GOAL OF THE EXERCISE
Below are some records. How many of their lines contain the string "last"? Answer with the number alone.

[[ DATASET EXCERPTS open ]]

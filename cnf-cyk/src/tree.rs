use std::fmt;

#[cfg(feature = "serde")]
use serde::{Deserialize, Serialize};

/// A derivation of a substring from a single symbol.
#[cfg_attr(feature = "serde", derive(Serialize, Deserialize))]
#[derive(Clone, Debug, Hash, Eq, Ord, PartialEq, PartialOrd)]
pub enum DerivationTree<S> {
    /// Application of `symbol -> terminal`.
    Leaf { symbol: S, terminal: S },
    /// Application of `symbol -> B C`, where `left` and `right` derive from `B` and `C`.
    Binary {
        symbol: S,
        left: Box<DerivationTree<S>>,
        right: Box<DerivationTree<S>>,
    },
}

impl<S> DerivationTree<S> {
    /// Returns the symbol at the root.
    pub fn symbol(&self) -> &S {
        match self {
            DerivationTree::Leaf { symbol, .. } | DerivationTree::Binary { symbol, .. } => symbol,
        }
    }

    /// Returns the derived terminals from left to right.
    pub fn leaves(&self) -> Vec<&S> {
        let mut leaves = vec![];
        self.collect_leaves(&mut leaves);
        leaves
    }

    fn collect_leaves<'a>(&'a self, leaves: &mut Vec<&'a S>) {
        match self {
            DerivationTree::Leaf { terminal, .. } => leaves.push(terminal),
            DerivationTree::Binary { left, right, .. } => {
                left.collect_leaves(leaves);
                right.collect_leaves(leaves);
            }
        }
    }

    /// Returns the number of rule applications on the longest path from the root.
    pub fn depth(&self) -> usize {
        match self {
            DerivationTree::Leaf { .. } => 1,
            DerivationTree::Binary { left, right, .. } => 1 + left.depth().max(right.depth()),
        }
    }
}

impl<S> DerivationTree<S>
where
    S: fmt::Display,
{
    /// Renders the tree as nested tuples, with the right subtree of every binary
    /// node aligned under its left subtree.
    ///
    /// ```text
    /// (S, (A, (a,)),
    ///     (B, (b,)))
    /// ```
    pub fn format(&self) -> String {
        self.lines().join("\n")
    }

    fn lines(&self) -> Vec<String> {
        match self {
            DerivationTree::Leaf { symbol, terminal } => {
                vec![format!("({}, ({},))", symbol, terminal)]
            }
            DerivationTree::Binary {
                symbol,
                left,
                right,
            } => {
                let head = format!("({}, ", symbol);
                let indent = " ".repeat(head.chars().count());
                let mut left_lines = left.lines();
                let mut right_lines = right.lines();
                if let Some(last) = left_lines.last_mut() {
                    last.push(',');
                }
                if let Some(last) = right_lines.last_mut() {
                    last.push(')');
                }
                left_lines
                    .into_iter()
                    .chain(right_lines)
                    .enumerate()
                    .map(|(i, line)| {
                        let prefix = if i == 0 { &head } else { &indent };
                        format!("{}{}", prefix, line)
                    })
                    .collect()
            }
        }
    }
}

impl<S> fmt::Display for DerivationTree<S>
where
    S: fmt::Display,
{
    fn fmt(&self, f: &mut fmt::Formatter) -> fmt::Result {
        f.write_str(&self.format())
    }
}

[[ DATASET EXCERPTS closed ]]

EXERCISE RESULT
4